ENTRIES SUPPLIED:
..............................

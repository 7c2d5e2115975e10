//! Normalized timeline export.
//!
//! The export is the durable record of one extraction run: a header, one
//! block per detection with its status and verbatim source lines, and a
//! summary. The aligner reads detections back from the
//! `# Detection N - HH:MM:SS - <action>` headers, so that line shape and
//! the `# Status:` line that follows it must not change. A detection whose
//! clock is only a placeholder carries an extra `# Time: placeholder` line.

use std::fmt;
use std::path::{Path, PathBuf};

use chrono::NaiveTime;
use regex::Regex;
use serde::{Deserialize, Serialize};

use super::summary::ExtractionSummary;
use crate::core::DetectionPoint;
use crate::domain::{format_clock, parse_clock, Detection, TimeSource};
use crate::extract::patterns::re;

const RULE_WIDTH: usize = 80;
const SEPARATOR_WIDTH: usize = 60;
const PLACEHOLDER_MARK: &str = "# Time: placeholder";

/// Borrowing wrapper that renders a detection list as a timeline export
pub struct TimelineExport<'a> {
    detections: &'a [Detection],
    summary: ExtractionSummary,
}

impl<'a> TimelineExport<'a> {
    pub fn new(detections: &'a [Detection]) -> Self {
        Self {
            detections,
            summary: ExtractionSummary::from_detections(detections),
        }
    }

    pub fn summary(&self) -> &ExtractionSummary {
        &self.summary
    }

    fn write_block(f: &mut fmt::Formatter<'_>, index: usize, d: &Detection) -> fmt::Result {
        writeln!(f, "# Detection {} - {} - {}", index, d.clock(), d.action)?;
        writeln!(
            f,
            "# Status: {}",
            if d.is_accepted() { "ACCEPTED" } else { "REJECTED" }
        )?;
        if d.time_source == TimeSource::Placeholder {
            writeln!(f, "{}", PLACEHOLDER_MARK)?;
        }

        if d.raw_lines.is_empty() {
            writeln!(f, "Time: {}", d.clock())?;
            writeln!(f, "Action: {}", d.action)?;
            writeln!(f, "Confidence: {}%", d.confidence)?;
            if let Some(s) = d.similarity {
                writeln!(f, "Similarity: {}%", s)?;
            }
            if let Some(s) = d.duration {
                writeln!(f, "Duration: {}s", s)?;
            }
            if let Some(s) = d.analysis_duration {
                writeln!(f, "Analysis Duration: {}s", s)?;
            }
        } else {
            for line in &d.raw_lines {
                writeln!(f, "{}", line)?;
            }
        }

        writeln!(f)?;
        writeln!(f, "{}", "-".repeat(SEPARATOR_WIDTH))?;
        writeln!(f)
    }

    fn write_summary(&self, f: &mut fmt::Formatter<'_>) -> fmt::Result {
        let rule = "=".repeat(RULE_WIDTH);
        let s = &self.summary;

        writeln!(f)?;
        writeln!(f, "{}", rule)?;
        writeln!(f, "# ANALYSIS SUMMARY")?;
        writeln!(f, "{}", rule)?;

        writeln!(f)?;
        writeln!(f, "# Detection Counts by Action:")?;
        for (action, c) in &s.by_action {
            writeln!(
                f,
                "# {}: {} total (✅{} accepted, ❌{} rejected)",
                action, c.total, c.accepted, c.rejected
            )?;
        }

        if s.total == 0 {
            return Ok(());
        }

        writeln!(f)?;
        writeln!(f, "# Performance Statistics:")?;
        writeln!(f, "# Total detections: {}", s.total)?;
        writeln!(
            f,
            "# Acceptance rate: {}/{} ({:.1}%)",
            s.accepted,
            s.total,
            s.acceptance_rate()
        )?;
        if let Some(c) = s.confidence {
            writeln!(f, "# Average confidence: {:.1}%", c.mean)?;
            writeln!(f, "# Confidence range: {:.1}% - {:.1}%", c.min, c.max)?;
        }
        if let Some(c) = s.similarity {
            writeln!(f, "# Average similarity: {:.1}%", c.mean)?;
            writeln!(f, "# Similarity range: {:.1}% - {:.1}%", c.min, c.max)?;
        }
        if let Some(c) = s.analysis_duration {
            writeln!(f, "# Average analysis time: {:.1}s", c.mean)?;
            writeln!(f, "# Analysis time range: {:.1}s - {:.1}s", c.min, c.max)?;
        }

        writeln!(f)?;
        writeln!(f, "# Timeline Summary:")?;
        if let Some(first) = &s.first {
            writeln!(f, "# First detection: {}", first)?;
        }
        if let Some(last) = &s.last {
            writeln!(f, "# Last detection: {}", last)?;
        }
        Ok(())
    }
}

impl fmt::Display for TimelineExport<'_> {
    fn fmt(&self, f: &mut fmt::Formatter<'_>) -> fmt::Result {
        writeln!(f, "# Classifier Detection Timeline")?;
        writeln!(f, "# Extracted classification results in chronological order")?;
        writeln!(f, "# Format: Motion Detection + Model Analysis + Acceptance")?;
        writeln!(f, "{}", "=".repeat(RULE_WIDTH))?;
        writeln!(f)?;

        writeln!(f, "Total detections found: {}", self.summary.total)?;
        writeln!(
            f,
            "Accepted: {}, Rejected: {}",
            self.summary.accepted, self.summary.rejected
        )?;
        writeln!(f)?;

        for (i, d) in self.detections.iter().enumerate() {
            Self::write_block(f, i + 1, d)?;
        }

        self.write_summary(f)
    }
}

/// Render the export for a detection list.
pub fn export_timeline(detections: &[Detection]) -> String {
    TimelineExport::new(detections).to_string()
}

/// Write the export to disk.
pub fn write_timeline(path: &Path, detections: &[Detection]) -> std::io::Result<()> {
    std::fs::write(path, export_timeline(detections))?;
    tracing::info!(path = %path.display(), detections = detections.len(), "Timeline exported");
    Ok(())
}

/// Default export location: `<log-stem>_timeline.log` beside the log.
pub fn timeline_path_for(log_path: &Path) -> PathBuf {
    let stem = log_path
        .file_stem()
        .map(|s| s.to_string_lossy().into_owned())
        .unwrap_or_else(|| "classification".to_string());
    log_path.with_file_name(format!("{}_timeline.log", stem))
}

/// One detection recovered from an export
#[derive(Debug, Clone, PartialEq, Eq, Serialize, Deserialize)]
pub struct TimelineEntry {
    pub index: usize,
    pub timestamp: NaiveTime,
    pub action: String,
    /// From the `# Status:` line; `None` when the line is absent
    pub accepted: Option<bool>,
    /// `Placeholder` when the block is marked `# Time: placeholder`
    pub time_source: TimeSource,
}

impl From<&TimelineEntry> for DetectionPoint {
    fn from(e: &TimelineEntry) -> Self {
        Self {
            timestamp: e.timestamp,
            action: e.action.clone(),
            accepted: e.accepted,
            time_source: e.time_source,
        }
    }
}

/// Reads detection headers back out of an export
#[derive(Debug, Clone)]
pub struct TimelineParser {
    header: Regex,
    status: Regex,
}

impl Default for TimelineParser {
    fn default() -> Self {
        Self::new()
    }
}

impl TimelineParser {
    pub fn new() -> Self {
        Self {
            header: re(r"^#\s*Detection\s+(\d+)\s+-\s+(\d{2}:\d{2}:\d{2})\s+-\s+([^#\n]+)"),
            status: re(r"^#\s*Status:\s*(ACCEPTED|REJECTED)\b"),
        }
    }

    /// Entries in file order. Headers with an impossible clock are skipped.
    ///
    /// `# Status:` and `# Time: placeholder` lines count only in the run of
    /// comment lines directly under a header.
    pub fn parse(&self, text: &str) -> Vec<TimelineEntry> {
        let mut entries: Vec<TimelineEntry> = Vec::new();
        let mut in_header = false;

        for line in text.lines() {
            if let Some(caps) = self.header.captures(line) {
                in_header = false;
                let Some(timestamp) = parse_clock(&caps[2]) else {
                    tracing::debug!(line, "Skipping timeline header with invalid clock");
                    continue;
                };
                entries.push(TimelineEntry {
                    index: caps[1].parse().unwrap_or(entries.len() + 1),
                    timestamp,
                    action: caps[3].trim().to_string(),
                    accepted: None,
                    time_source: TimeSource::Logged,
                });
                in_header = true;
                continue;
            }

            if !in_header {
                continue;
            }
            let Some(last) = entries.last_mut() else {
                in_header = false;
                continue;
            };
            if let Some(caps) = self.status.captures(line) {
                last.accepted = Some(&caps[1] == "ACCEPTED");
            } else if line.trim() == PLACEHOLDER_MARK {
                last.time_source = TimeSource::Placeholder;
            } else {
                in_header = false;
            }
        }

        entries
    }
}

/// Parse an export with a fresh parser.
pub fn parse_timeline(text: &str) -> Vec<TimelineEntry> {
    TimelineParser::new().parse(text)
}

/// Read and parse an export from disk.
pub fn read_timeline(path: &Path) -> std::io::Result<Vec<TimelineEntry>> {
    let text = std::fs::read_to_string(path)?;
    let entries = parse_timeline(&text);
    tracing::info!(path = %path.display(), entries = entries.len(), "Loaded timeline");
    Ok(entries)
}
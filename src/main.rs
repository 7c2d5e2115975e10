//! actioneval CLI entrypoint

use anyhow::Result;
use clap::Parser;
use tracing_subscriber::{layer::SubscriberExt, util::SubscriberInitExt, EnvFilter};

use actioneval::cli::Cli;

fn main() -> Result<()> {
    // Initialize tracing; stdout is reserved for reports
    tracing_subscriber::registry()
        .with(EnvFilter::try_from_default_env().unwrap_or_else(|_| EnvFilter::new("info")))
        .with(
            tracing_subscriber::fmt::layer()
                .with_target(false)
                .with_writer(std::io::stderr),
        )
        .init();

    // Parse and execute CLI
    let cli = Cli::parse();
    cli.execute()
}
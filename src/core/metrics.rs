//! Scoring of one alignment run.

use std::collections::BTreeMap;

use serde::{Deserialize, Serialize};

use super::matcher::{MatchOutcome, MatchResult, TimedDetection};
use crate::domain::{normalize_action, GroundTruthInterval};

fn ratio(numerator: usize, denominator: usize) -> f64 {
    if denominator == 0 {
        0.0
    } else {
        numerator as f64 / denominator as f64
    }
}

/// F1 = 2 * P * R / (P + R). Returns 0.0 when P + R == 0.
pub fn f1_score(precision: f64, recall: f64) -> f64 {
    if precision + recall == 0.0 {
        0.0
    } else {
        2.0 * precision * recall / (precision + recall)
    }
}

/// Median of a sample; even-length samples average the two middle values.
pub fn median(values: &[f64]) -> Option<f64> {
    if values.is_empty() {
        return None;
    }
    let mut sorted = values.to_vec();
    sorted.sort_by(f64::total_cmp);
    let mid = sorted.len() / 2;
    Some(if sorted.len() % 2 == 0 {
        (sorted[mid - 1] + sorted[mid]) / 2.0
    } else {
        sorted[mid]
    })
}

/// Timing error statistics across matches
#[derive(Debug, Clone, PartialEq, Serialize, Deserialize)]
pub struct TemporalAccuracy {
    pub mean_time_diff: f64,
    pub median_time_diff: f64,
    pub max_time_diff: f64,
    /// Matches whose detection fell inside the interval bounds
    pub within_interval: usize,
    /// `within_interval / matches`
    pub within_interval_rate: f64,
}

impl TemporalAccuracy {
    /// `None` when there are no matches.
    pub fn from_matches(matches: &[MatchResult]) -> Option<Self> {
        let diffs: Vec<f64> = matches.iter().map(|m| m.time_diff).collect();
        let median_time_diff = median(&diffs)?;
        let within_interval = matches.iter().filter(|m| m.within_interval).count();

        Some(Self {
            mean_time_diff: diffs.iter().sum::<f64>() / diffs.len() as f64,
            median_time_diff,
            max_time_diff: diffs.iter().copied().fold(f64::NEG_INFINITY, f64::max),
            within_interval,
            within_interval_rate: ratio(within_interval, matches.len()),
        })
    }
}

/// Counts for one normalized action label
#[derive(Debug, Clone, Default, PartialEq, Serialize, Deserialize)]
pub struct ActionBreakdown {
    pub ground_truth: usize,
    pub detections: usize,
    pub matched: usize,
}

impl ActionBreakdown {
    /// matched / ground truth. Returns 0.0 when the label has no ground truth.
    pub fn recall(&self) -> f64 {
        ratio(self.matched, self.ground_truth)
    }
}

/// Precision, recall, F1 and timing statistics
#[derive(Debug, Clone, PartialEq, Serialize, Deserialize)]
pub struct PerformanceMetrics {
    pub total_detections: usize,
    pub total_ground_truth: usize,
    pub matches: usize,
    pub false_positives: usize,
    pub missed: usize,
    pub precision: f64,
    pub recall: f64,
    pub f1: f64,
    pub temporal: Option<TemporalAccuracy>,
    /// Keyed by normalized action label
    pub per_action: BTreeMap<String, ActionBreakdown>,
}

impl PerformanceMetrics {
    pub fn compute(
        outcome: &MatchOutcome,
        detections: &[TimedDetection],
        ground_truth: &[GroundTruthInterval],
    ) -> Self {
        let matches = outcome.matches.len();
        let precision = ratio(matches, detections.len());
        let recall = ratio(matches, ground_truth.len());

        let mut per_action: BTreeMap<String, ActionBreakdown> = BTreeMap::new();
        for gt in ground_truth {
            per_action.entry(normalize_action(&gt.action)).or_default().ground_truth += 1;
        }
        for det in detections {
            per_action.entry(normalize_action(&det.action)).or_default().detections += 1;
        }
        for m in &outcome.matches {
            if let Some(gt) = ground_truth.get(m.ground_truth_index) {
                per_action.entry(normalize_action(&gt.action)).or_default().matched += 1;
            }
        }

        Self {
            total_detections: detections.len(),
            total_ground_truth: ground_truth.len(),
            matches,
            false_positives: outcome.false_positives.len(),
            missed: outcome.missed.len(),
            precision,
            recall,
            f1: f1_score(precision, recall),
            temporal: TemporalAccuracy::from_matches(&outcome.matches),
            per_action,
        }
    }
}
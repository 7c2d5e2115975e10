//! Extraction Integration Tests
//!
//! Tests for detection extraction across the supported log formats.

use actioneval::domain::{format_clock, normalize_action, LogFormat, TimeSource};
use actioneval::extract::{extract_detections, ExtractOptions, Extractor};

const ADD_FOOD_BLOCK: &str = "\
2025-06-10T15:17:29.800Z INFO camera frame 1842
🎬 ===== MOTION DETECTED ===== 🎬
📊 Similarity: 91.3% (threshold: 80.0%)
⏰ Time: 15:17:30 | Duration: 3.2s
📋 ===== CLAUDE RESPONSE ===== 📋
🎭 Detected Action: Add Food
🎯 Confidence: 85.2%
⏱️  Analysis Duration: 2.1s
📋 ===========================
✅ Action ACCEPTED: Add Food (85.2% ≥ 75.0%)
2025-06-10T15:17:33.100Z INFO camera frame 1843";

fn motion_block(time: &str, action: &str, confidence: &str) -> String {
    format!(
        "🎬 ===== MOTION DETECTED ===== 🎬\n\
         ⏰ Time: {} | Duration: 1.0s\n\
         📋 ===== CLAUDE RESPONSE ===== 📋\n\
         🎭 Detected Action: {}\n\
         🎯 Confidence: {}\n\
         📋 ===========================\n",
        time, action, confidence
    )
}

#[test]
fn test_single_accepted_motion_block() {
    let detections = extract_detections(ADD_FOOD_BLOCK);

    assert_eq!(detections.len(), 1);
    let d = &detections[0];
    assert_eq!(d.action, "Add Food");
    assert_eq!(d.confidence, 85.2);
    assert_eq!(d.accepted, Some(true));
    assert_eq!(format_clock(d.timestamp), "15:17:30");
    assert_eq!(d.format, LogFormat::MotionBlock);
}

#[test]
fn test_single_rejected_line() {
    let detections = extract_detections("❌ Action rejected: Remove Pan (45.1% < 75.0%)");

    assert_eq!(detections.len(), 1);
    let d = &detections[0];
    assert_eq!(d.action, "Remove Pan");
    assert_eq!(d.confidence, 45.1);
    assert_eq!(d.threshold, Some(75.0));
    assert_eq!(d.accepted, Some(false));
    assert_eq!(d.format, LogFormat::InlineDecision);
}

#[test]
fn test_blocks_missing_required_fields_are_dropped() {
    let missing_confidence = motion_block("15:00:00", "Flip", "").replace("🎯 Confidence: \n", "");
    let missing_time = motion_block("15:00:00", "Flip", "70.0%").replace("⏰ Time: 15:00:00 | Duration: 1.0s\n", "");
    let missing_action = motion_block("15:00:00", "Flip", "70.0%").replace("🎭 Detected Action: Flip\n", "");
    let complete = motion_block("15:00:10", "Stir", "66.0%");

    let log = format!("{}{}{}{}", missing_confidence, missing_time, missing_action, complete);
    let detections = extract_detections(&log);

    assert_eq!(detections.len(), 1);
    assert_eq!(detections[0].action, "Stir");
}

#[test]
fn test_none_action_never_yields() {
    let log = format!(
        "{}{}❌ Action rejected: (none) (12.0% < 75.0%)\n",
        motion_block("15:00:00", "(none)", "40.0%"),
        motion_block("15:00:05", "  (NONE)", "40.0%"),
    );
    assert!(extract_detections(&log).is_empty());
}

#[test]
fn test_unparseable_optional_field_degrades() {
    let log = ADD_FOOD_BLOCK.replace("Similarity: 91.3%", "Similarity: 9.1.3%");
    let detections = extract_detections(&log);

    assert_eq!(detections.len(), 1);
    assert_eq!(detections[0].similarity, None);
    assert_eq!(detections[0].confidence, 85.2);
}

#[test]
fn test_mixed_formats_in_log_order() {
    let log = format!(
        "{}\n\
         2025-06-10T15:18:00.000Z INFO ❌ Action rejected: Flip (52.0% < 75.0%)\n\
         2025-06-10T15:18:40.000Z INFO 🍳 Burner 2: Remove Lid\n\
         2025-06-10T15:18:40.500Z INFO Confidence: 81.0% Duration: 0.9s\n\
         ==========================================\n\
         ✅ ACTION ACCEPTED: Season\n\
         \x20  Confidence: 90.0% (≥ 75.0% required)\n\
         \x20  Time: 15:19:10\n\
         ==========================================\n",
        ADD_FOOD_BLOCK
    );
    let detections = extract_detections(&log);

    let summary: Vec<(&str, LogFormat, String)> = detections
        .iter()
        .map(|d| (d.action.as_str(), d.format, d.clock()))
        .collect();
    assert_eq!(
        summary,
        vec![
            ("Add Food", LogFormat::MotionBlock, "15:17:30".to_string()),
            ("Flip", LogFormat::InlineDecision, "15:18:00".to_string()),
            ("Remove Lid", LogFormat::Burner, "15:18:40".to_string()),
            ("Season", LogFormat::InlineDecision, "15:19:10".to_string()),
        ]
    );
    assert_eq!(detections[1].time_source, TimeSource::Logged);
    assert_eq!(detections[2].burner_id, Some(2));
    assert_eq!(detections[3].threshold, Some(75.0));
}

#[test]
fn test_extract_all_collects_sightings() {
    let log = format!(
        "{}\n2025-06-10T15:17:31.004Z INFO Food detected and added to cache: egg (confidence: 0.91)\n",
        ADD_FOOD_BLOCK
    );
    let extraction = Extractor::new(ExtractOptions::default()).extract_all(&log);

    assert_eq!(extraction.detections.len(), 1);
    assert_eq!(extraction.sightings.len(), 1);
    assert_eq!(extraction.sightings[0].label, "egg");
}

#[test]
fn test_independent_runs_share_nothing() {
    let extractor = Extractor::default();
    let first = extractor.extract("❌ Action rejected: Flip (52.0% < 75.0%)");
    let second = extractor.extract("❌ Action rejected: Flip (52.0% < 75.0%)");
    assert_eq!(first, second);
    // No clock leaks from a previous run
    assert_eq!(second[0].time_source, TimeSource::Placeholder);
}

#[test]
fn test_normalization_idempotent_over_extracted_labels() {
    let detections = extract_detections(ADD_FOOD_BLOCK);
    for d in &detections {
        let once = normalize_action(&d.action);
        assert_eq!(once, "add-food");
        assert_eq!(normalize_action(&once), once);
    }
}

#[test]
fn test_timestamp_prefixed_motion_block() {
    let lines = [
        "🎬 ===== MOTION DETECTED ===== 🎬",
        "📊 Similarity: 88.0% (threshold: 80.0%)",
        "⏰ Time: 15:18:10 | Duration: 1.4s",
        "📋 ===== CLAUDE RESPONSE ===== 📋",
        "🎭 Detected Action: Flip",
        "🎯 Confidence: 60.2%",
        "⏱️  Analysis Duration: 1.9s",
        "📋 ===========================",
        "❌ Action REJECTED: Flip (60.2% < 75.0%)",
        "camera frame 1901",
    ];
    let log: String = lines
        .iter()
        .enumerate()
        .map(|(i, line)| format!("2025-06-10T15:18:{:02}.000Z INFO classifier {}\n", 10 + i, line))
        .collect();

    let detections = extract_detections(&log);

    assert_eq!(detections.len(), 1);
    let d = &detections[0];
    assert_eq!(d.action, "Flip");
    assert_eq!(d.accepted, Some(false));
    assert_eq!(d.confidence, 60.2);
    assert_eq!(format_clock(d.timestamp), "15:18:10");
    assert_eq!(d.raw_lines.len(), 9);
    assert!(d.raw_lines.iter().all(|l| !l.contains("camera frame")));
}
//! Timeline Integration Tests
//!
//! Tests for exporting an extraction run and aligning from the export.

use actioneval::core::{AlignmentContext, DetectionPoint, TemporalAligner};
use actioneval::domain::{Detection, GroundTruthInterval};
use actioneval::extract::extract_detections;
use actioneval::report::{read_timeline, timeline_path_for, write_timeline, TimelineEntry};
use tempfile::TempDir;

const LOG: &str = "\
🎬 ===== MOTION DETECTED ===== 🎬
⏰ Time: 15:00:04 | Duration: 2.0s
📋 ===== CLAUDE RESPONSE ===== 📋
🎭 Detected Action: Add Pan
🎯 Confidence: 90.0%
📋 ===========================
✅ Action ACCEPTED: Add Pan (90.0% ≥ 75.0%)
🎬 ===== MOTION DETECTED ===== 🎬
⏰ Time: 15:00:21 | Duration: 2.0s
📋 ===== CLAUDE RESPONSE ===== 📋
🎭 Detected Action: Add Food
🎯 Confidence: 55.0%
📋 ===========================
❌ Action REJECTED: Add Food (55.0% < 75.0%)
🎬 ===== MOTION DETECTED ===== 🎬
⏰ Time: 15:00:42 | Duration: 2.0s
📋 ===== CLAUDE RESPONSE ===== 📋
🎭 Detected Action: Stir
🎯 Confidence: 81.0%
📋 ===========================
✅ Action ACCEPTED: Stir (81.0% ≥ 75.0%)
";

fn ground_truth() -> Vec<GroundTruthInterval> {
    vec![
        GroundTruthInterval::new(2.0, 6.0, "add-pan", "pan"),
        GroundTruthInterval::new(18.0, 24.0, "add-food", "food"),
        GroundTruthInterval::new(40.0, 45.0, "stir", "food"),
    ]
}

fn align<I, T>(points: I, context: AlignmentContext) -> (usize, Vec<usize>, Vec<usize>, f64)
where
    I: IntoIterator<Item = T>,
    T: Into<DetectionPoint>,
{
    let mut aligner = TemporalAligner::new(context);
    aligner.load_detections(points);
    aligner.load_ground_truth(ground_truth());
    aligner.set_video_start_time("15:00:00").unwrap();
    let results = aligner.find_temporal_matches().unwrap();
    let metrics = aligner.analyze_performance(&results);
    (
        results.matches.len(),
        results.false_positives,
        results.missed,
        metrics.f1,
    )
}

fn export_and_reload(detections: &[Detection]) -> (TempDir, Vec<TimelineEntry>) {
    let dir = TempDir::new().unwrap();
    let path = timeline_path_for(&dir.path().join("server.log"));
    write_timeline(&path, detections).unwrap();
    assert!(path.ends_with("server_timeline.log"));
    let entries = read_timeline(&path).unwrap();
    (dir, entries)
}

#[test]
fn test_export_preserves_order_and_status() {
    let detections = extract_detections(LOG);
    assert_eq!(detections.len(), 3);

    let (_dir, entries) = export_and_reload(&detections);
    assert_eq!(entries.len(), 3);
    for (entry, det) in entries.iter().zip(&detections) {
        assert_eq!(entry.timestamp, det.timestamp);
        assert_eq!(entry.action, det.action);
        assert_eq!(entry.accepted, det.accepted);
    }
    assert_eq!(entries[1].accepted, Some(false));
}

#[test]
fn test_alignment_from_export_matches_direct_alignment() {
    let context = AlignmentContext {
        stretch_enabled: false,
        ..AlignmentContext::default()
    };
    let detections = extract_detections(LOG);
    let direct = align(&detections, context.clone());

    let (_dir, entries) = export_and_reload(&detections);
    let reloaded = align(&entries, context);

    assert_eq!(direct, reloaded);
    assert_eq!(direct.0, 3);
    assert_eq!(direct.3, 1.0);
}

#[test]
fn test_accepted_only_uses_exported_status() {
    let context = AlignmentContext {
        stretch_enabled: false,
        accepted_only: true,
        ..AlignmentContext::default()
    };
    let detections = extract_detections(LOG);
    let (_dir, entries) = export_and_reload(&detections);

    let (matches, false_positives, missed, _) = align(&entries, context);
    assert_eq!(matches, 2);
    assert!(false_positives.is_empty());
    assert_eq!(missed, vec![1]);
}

..............................

Copy every line in the listing above where the string "ActionBreakdown" turns up.

pub struct ActionBreakdown {
impl ActionBreakdown {
    pub per_action: BTreeMap<String, ActionBreakdown>,
        let mut per_action: BTreeMap<String, ActionBreakdown> = BTreeMap::new();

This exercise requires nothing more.